About this exercise:
Repeat the data. Keep each line identical.
Records supplied Block Start
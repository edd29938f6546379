//! Forced catalog refresh endpoint.

use crate::error::{ApiError, ApiResult};
use crate::handlers::common::{catalog_name, reject_self_request};
use crate::state::AppState;
use axum::extract::{Path, State};
use axum::http::{HeaderMap, StatusCode};
use tracing::info;

/// POST /force/{catalog}
///
/// Queues a pull of the catalog, waiting for queue space if needed, and
/// returns once it is queued. The pull outcome is only visible in logs and
/// metrics.
pub async fn force_pull(
    State(state): State<AppState>,
    Path(path): Path<String>,
    headers: HeaderMap,
) -> ApiResult<StatusCode> {
    reject_self_request(&state, &headers)?;
    let catalog = catalog_name(&path);
    if !state.pulls.request(&catalog).await {
        return Err(ApiError::QueueClosed);
    }
    info!(catalog = %catalog, "forced refresh queued");
    Ok(StatusCode::OK)
}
Records supplied Block End
Response to the task:
repository edd29938f6546379
//! Forced catalog refresh endpoint.

use crate::error::{ApiError, ApiResult};
use crate::handlers::common::{catalog_name, reject_self_request};
use crate::state::AppState;
use axum::extract::{Path, State};
use axum::http::{HeaderMap, StatusCode};
use tracing::info;

/// POST /force/{catalog}
///
/// Queues a pull of the catalog, waiting for queue space if needed, and
/// returns once it is queued. The pull outcome is only visible in logs and
/// metrics.
pub async fn force_pull(
    State(state): State<AppState>,
    Path(path): Path<String>,
    headers: HeaderMap,
) -> ApiResult<StatusCode> {
    reject_self_request(&state, &headers)?;
    let catalog = catalog_name(&path);
    if !state.pulls.request(&catalog).await {
        return Err(ApiError::QueueClosed);
    }
    info!(catalog = %catalog, "forced refresh queued");
    Ok(StatusCode::OK)
}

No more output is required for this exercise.